As Donald Trump painted a picture of an unjust, unequal, crime-ridden America on Thursday, the world outside refused to comport to his bleak vision. I’m not talking about the statistics about crime and violence on a macro level; it’s not hard to find talented journalists and dispassionate analysts dismantling the bizarrely popular, self-pitying notion that modern America is some kind of Dickensian nightmare. I mean right outside the Quicken Loans Arena in Cleveland. Heading into the convention, many believed that an outburst of widespread violence was virtually inevitable. Instead, the relatively placid protests that staged outside Trump’s four-day nominating convention were encouraging in a way no Trump supporter can tolerate.

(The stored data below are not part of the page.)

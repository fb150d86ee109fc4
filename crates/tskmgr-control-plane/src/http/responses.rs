//! HTTP request and response types.

use axum::{
    http::StatusCode,
    response::{IntoResponse, Response},
    Json,
};
use serde::{Deserialize, Serialize};
use tracing::error;

use tskmgr_core::{CoreError, RunnerId, RunnerInfo};

use crate::service::ServiceError;

// ============================================================================
// Request bodies
// ============================================================================

/// Body of `PUT /api/runs/:id/tasks/start`.
#[derive(Debug, Deserialize)]
#[serde(rename_all = "camelCase")]
pub struct StartTaskRequest {
    pub runner_id: RunnerId,
    #[serde(default)]
    pub runner_info: RunnerInfo,
}

/// Body of `PUT /api/tasks/:id/complete`.
#[derive(Debug, Deserialize)]
pub struct CompleteTaskRequest {
    #[serde(default)]
    pub cached: bool,
}

/// Body of `PUT /api/runs/:id/leader`.
#[derive(Debug, Deserialize)]
#[serde(rename_all = "camelCase")]
pub struct SetLeaderRequest {
    pub runner_id: RunnerId,
}

// ============================================================================
// Error types
// ============================================================================

/// Error response. `reason` repeats `error` for runner clients that read
/// that key.
#[derive(Debug, Serialize)]
pub struct ErrorResponse {
    pub error: String,
    pub reason: String,
}

impl ErrorResponse {
    pub fn new(message: impl Into<String>) -> Self {
        let error = message.into();
        Self {
            reason: error.clone(),
            error,
        }
    }
}

/// Service error rendered as JSON with a matching status code.
#[derive(Debug)]
pub struct ApiError(pub ServiceError);

impl From<ServiceError> for ApiError {
    fn from(err: ServiceError) -> Self {
        Self(err)
    }
}

impl ApiError {
    pub fn status(&self) -> StatusCode {
        match &self.0 {
            ServiceError::Core(e) if e.is_not_found() => StatusCode::NOT_FOUND,
            ServiceError::Core(CoreError::InvalidInput(_)) => StatusCode::BAD_REQUEST,
            // InvalidTransition, ClosedRun
            ServiceError::Core(_) => StatusCode::CONFLICT,
            ServiceError::Unavailable(_) => StatusCode::SERVICE_UNAVAILABLE,
            ServiceError::Store(_) => StatusCode::INTERNAL_SERVER_ERROR,
        }
    }
}

impl IntoResponse for ApiError {
    fn into_response(self) -> Response {
        let status = self.status();
        if status.is_server_error() {
            error!(error = %self.0, "Request failed");
        }
        let body = ErrorResponse::new(self.0.to_string());
        (status, Json(body)).into_response()
    }
}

In the months leading up to Trump’s nomination, a disturbing trend toward violence became terrifyingly pronounced. Over the winter and spring, Trump himself indulged the most brutal impulses of his most impressionable supporters. He threatened to sic his rabid supporters on protesters and promised to pay the legal costs incurred should they be prosecuted for acts of savagery in his name. Some of his most rabid supporters heeded the call. As the spring transitioned into summer, though, Trump’s rhetoric softened, but his opponents only grew more vicious. Anti-Trump demonstrators became violent and, in city after city, average Trump supporters found themselves the targets of unreciprocated attacks by leftist agitators.
As the nation lumbered heedlessly toward Cleveland, many thought this noxious mix would result in a city on fire. In preparation, the city began preparing for the worst. Cleveland purchased an army’s worth of full-body riot suits, shields, and non-lethal crowd control gear ahead of the GOP convention. In the weeks leading up to the convention, the police-related killings of Alton Sterling and Philando Castile and the targeted attacks on police in Dallas and Baton Rouge created the sense of a nation in crisis. Law enforcement officials had all but conceded that the best-case scenario would be images of angry crowds, tear gas, and property destruction as these volatile gangs came into proximity.

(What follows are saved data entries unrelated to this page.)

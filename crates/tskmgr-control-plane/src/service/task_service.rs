//! Task outcome reporting.

use std::sync::Arc;

use chrono::Utc;
use serde::{Deserialize, Serialize};
use tracing::info;

use tskmgr_core::{task_lifecycle, Run, Task, TaskId};

use crate::aggregator::RunAggregator;
use crate::retry::with_retry;
use crate::service::{written, ServiceResult};
use crate::state::AppState;
use crate::store::Mutation;

/// A task with the state of its run after aggregation.
#[derive(Debug, Clone, Serialize, Deserialize)]
pub struct TaskWithRun {
    #[serde(flatten)]
    pub task: Task,
    pub run: Run,
}

/// Task operations.
pub struct TaskService {
    state: Arc<AppState>,
}

impl TaskService {
    pub fn new(state: Arc<AppState>) -> Self {
        Self { state }
    }

    pub async fn complete_task(&self, task_id: &TaskId, cached: bool) -> ServiceResult<TaskWithRun> {
        self.finish(task_id, "complete_task", || {
            Box::new(move |task: &Task| task_lifecycle::complete(task, cached, Utc::now()).map(Some))
        })
        .await
    }

    pub async fn fail_task(&self, task_id: &TaskId) -> ServiceResult<TaskWithRun> {
        self.finish(task_id, "fail_task", || {
            Box::new(|task: &Task| task_lifecycle::fail(task, Utc::now()).map(Some))
        })
        .await
    }

    async fn finish<F>(&self, task_id: &TaskId, operation: &str, mutation: F) -> ServiceResult<TaskWithRun>
    where
        F: Fn() -> Mutation<Task>,
    {
        let store = &self.state.store;
        let task = with_retry(self.state.config.retry_policy(), operation, || {
            store.update_task(task_id, mutation())
        })
        .await?;
        let task = written(task, operation)?;

        info!(
            task_id = %task.id,
            run_id = %task.run_id,
            status = %task.status,
            duration = task.duration.unwrap_or_default(),
            "Task ended"
        );

        let run = RunAggregator::new(self.state.clone())
            .on_task_ended(&task)
            .await?;
        Ok(TaskWithRun { task, run })
    }
}
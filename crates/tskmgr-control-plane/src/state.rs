//! Shared application state.

use std::sync::Arc;

use crate::config::Config;
use crate::store::{MemoryStore, Store};

/// Shared application state, handed to every service.
pub struct AppState {
    /// Run and task records.
    pub store: Arc<dyn Store>,

    pub config: Config,
}

impl AppState {
    /// Create a new AppState over an in-memory store.
    pub fn new(config: Config) -> Arc<Self> {
        let store = Arc::new(MemoryStore::new(config.lock_timeout()));
        Self::with_store(store, config)
    }

    /// Create a new AppState over an existing store.
    pub fn with_store(store: Arc<dyn Store>, config: Config) -> Arc<Self> {
        Arc::new(Self { store, config })
    }
}
//! Bounded retry for transient store faults.

use std::future::Future;
use std::time::Duration;

use tracing::warn;

use crate::store::StoreResult;

/// Retry schedule for lock contention.
#[derive(Debug, Clone, Copy, PartialEq, Eq)]
pub struct RetryPolicy {
    /// Total attempts, including the first one. Never less than one.
    pub max_attempts: u32,

    /// Delay before the second attempt; doubles after each retry.
    pub initial_backoff: Duration,
}

impl RetryPolicy {
    /// Run every operation exactly once.
    pub fn none() -> Self {
        Self {
            max_attempts: 1,
            initial_backoff: Duration::ZERO,
        }
    }
}

impl Default for RetryPolicy {
    fn default() -> Self {
        Self {
            max_attempts: 3,
            initial_backoff: Duration::from_millis(50),
        }
    }
}

/// Run `op` until it succeeds, fails with a non-transient error, or the
/// policy's attempts are used up.
///
/// `op` is invoked once per attempt, so it must rebuild any mutation it hands
/// to the store.
pub async fn with_retry<T, F, Fut>(policy: RetryPolicy, operation: &str, mut op: F) -> StoreResult<T>
where
    F: FnMut() -> Fut,
    Fut: Future<Output = StoreResult<T>>,
{
    let attempts = policy.max_attempts.max(1);
    let mut backoff = policy.initial_backoff;
    let mut attempt = 1;

    loop {
        match op().await {
            Err(e) if e.is_transient() && attempt < attempts => {
                warn!(
                    operation,
                    attempt,
                    backoff_ms = backoff.as_millis() as u64,
                    error = %e,
                    "Transient store error, retrying"
                );
                tokio::time::sleep(backoff).await;
                backoff = backoff.saturating_mul(2);
                attempt += 1;
            }
            result => return result,
        }
    }
}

And all of this anticipation culminated in… almost nothing. The first two days of the convention were remarkably peaceful with Cleveland police reporting just five total arrests and no widespread disturbances. The third day was worse. 17 people were arrested. Two officers were assaulted while trying to disperse the crowd, but most of the injuries that occurred during that event resulted from the protesters accidently setting themselves on fire in the attempt to burn American flags. All told, there were 23 arrests over the course of the entire convention. The fear that Cleveland’s open carry law, which allowed protesters and convention attendees to carry firearms out in the open, would yield deadly violence was unfounded. In the end, it was a remarkably uneventful week in the streets of Cleveland.
That is undoubtedly good news. So why haven’t you heard much about it? Well, good news doesn’t sell these days, particularly among a set of Republicans who have pushed all their chips in on the notion that they can convince 50 percent of the country that the United States is a terrible place to live. The appeal of this notion is certainly understandable, but that doesn’t make it right. It is not an act of love to indulge someone’s unsupported delusions. In fact, it is a display of remarkably insulting disrespect.

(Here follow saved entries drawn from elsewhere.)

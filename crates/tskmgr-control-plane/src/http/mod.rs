//! HTTP server for the control plane.
//!
//! Provides endpoints for:
//! - Runs (`/api/runs`, `/api/runs/:id`, close/abort/fail/reconcile)
//! - Task batches and polling (`/api/runs/:id/tasks`, `/api/runs/:id/tasks/start`)
//! - Leader election (`/api/runs/:id/leader`)
//! - Task outcomes (`/api/tasks/:id/complete`, `/api/tasks/:id/fail`)
//! - Health check (`/health`)

use std::sync::Arc;

use axum::{
    routing::{get, post, put},
    Router,
};
use tower_http::cors::{Any, CorsLayer};
use tower_http::trace::TraceLayer;

use crate::state::AppState;

mod handlers;
pub mod responses;

/// Create the HTTP router.
pub fn create_router(state: Arc<AppState>) -> Router {
    let cors = CorsLayer::new()
        .allow_origin(Any)
        .allow_methods(Any)
        .allow_headers(Any);

    Router::new()
        // Runs
        .route("/api/runs", post(handlers::create_run))
        .route("/api/runs/:id", get(handlers::get_run))
        .route("/api/runs/:id/tasks", post(handlers::create_tasks))
        .route("/api/runs/:id/tasks/start", put(handlers::start_task))
        .route("/api/runs/:id/close", put(handlers::close_run))
        .route("/api/runs/:id/abort", put(handlers::abort_run))
        .route("/api/runs/:id/fail", put(handlers::fail_run))
        .route("/api/runs/:id/leader", put(handlers::set_leader))
        .route("/api/runs/:id/reconcile", put(handlers::reconcile_run))
        // Tasks
        .route("/api/tasks/:id/complete", put(handlers::complete_task))
        .route("/api/tasks/:id/fail", put(handlers::fail_task))
        // Observability
        .route("/health", get(handlers::health_check))
        .layer(TraceLayer::new_for_http())
        .layer(cors)
        .with_state(state)
}
//! Email content rendering — token substitution, inline images, background
//! wrapping, and file attachments.

mod assets;
mod inline;
mod template;

pub use assets::AssetStore;

use crate::models::{Lead, StepContent};

/// A prepared attachment, base64-encoded the way both provider APIs want it.
#[derive(Debug, Clone, PartialEq, Eq)]
pub struct EmailAttachment {
    /// Filename shown to the recipient.
    pub filename: String,
    /// MIME content type.
    pub content_type: String,
    /// Base64-encoded file content.
    pub content_b64: String,
    /// Content ID referenced from the HTML via cid: URLs.
    pub content_id: String,
}

/// A rendered, ready-to-send email.
#[derive(Debug, Clone, PartialEq, Eq)]
pub struct RenderedEmail {
    pub subject: String,
    pub html: String,
    pub attachments: Vec<EmailAttachment>,
}

/// Render step content for one lead: substitute tokens in subject and body,
/// inline local images, apply the background wrapper, and resolve file
/// attachments. Asset problems degrade to plain content rather than failing
/// the send.
pub async fn render(
    content: &StepContent,
    lead: &Lead,
    assets: &AssetStore,
    public_base_url: &str,
) -> RenderedEmail {
    let subject = template::substitute(&content.subject, lead, public_base_url);
    let body = template::substitute(&content.body, lead, public_base_url);

    let (mut html, mut attachments) = inline::extract_inline_images(&body, assets).await;

    if let Some(url) = &content.background_image {
        let (wrapped, background) = inline::apply_background(html, url, assets).await;
        html = wrapped;
        if let Some(att) = background {
            attachments.push(att);
        }
    }

    attachments.extend(inline::resolve_attachments(&content.attachments, assets).await);

    RenderedEmail {
        subject,
        html,
        attachments,
    }
}

#[cfg(test)]
mod tests {
    use super::*;
    use crate::models::AttachmentRef;

    #[tokio::test]
    async fn renders_plain_content_without_assets() {
        let dir = tempfile::tempdir().unwrap();
        let assets = AssetStore::new(dir.path());
        let lead = Lead::new("jane@acme.test").with_name("Jane Doe");
        let content = StepContent {
            subject: "Hi {{firstName}}".into(),
            body: "<p>Hello {{firstName}}</p>".into(),
            background_image: None,
            attachments: Vec::new(),
        };

        let email = render(&content, &lead, &assets, "http://localhost:8080").await;

        assert_eq!(email.subject, "Hi Jane");
        assert_eq!(email.html, "<p>Hello Jane</p>");
        assert!(email.attachments.is_empty());
    }

    #[tokio::test]
    async fn full_pipeline_inlines_background_and_files() {
        let dir = tempfile::tempdir().unwrap();
        std::fs::write(dir.path().join("logo.png"), b"logo").unwrap();
        std::fs::write(dir.path().join("bg.png"), b"bg").unwrap();
        std::fs::write(dir.path().join("deck.pdf"), b"pdf").unwrap();
        let assets = AssetStore::new(dir.path());

        let lead = Lead::new("jane@acme.test")
            .with_name("Jane Doe")
            .with_unsubscribe_token("tok_1");
        let content = StepContent {
            subject: "For {{company}}".into(),
            body: r#"<p>Hi {{firstName}}</p><img src="/uploads/logo.png">{{unsubscribe}}"#.into(),
            background_image: Some("/uploads/bg.png".into()),
            attachments: vec![AttachmentRef {
                name: "Deck.pdf".into(),
                url: "/uploads/deck.pdf".into(),
            }],
        };

        let email = render(&content, &lead, &assets, "http://localhost:8080").await;

        assert_eq!(email.subject, "For your company");
        assert!(email.html.contains("cid:img_logopng"));
        assert!(email.html.contains("background-image: url('cid:bg_bgpng')"));
        assert!(email.html.contains("unsubscribe?token=tok_1"));

        let cids: Vec<&str> = email
            .attachments
            .iter()
            .map(|a| a.content_id.as_str())
            .collect();
        assert_eq!(cids, vec!["img_logopng", "bg_bgpng", "att_deckpdf"]);
    }

    #[tokio::test]
    async fn rendering_is_deterministic() {
        let dir = tempfile::tempdir().unwrap();
        std::fs::write(dir.path().join("logo.png"), b"logo").unwrap();
        let assets = AssetStore::new(dir.path());

        let lead = Lead::new("jane@acme.test").with_name("Jane Doe");
        let content = StepContent {
            subject: "Hi {{firstName}}".into(),
            body: r#"<p>Hi {{firstName}}</p><img src="/uploads/logo.png">"#.into(),
            background_image: None,
            attachments: Vec::new(),
        };

        let first = render(&content, &lead, &assets, "http://localhost:8080").await;
        let second = render(&content, &lead, &assets, "http://localhost:8080").await;

        assert_eq!(first, second);
    }

    #[tokio::test]
    async fn missing_assets_degrade_gracefully() {
        let dir = tempfile::tempdir().unwrap();
        let assets = AssetStore::new(dir.path());
        let lead = Lead::new("jane@acme.test");
        let content = StepContent {
            subject: "Subject".into(),
            body: r#"<img src="/uploads/gone.png">"#.into(),
            background_image: Some("/uploads/gone-bg.png".into()),
            attachments: vec![AttachmentRef {
                name: "Gone.pdf".into(),
                url: "/uploads/gone.pdf".into(),
            }],
        };

        let email = render(&content, &lead, &assets, "http://localhost:8080").await;

        // Body keeps the original reference, no wrapper, no attachments
        assert_eq!(email.html, r#"<img src="/uploads/gone.png">"#);
        assert!(email.attachments.is_empty());
    }
}
/// Spawn the dispatch ticker background task.
pub fn spawn_dispatcher(dispatcher: Arc<Dispatcher>, interval: Duration) -> JoinHandle<()> {
    tokio::spawn(async move {
        info!("Dispatcher started, ticking every {}s", interval.as_secs());
        let mut ticker = tokio::time::interval(interval);
        // Skip immediate first tick
        ticker.tick().await;

        loop {
            ticker.tick().await;
            dispatcher.tick().await;
        }
    })
}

On Thursday, Trump campaign chairman Paul Manafort himself said his candidate’s supporters should reject 25 years of FBI crime statistics in favor of an irrational conspiracy theory that holds the Bureau has been laying the groundwork of a third Clinton term for the last quarter century. That’s simply insane, and anyone inclined to believe it is not well. It would be perfectly condescending to allow the committed pro-Trump Republican to wallow in the fantasies his campaign promotes. Those who refuse to let the lies stand aren’t, however, revealing their disrespect for the working-class or posturing for elite media approval. They are, in fact, showing Trump supporters more respect than the Republican nominee ever has.
There are, in fact, signs of positivity, hope, and optimism all around us. Judging from much of the coverage, there was more jubilance and good will outside the convention than in it. It is a bizarre pathology that leads Americans to reject this objectively positive news in favor of pessimism and anger. The happy warriors who decline to take comfort in a popular and unfounded victim narrative are and will remain the true heirs to Ronald Reagan’s legacy.